Start of Exercise inputs

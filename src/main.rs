use std::sync::Arc;

use clap::Parser;
use tokio::sync::broadcast;

use atelier_core::events::GenerationEvent;
use atelier_core::synthesis::SynthesisEngine;
use atelier_engine::Generator;
use atelier_server::AppConfig;
use atelier_store::{ImageStore, SessionStore};
use atelier_synth::{HttpEngine, MockEngine, MockRender};

/// Conversational image generation server.
#[derive(Parser, Debug)]
#[command(name = "atelier", version)]
struct Args {
    /// Port to listen on (overrides ATELIER_PORT)
    #[arg(long)]
    port: Option<u16>,

    /// Data directory for session state and images (overrides ATELIER_DATA_DIR)
    #[arg(long)]
    data_dir: Option<std::path::PathBuf>,

    /// Base URL of the diffusion engine sidecar (overrides ATELIER_ENGINE_URL)
    #[arg(long)]
    engine_url: Option<String>,

    /// Use the built-in mock engine instead of a real backend
    #[arg(long)]
    mock_engine: bool,
}

#[tokio::main]
async fn main() {
    tracing_subscriber::fmt()
        .with_env_filter(
            tracing_subscriber::EnvFilter::try_from_default_env()
                .unwrap_or_else(|_| tracing_subscriber::EnvFilter::new("info")),
        )
        .init();

    let args = Args::parse();

    let mut config = AppConfig::from_env();
    if let Some(port) = args.port {
        config.port = port;
    }
    if let Some(data_dir) = args.data_dir {
        config.data_dir = data_dir;
    }
    if let Some(engine_url) = args.engine_url {
        config.engine_url = engine_url;
    }

    tracing::info!(data_dir = %config.data_dir.display(), "Starting Atelier server");

    let sessions =
        SessionStore::open(&config.session_path()).expect("Failed to open session store");
    let images = ImageStore::open(&config.images_dir()).expect("Failed to open image store");

    let engine: Arc<dyn SynthesisEngine> = if args.mock_engine {
        tracing::warn!("Using mock synthesis engine; renders are placeholders");
        Arc::new(MockEngine::new(
            std::iter::repeat_with(MockRender::image).take(1024).collect(),
        ))
    } else {
        Arc::new(
            HttpEngine::new(config.engine_url.clone()).expect("Failed to build engine client"),
        )
    };
    tracing::info!(engine = engine.name(), url = %config.engine_url, "Synthesis engine ready");

    let (event_tx, _) = broadcast::channel::<GenerationEvent>(1024);

    let mut generator = Generator::new(engine, sessions, images, event_tx.clone());
    if config.enable_thumbnails {
        generator = generator.with_thumbnails(config.thumbnail_size);
    }
    let generator = Arc::new(generator);

    let port = config.port;
    let _handle = atelier_server::start(config, generator, event_tx)
        .await
        .expect("Failed to start server");

    tracing::info!(port, "Atelier server ready");

    tokio::signal::ctrl_c()
        .await
        .expect("Failed to listen for ctrl+c");

    tracing::info!("Shutting down");
}
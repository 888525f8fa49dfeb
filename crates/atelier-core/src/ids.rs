use serde::{Deserialize, Serialize};
use std::fmt;
use std::str::FromStr;
use uuid::Uuid;

macro_rules! branded_id {
    ($name:ident, $prefix:expr) => {
        #[derive(Clone, Debug, Hash, Eq, PartialEq, Serialize, Deserialize)]
        #[serde(transparent)]
        pub struct $name(String);

        impl $name {
            pub fn new() -> Self {
                Self(format!("{}_{}", $prefix, Uuid::now_v7()))
            }

            pub fn from_raw(s: impl Into<String>) -> Self {
                Self(s.into())
            }

            pub fn as_str(&self) -> &str {
                &self.0
            }
        }

        impl Default for $name {
            fn default() -> Self {
                Self::new()
            }
        }

        impl fmt::Display for $name {
            fn fmt(&self, f: &mut fmt::Formatter<'_>) -> fmt::Result {
                f.write_str(&self.0)
            }
        }

        impl FromStr for $name {
            type Err = std::convert::Infallible;
            fn from_str(s: &str) -> Result<Self, Self::Err> {
                Ok(Self(s.to_owned()))
            }
        }

        impl AsRef<str> for $name {
            fn as_ref(&self) -> &str {
                &self.0
            }
        }
    };
}

branded_id!(SessionId, "sess");
branded_id!(GenerationId, "gen");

End of Exercise inputs

Exercise instructions: Write down how many lines of the data above contain the word "derive", with nothing else.

Expected answer: 2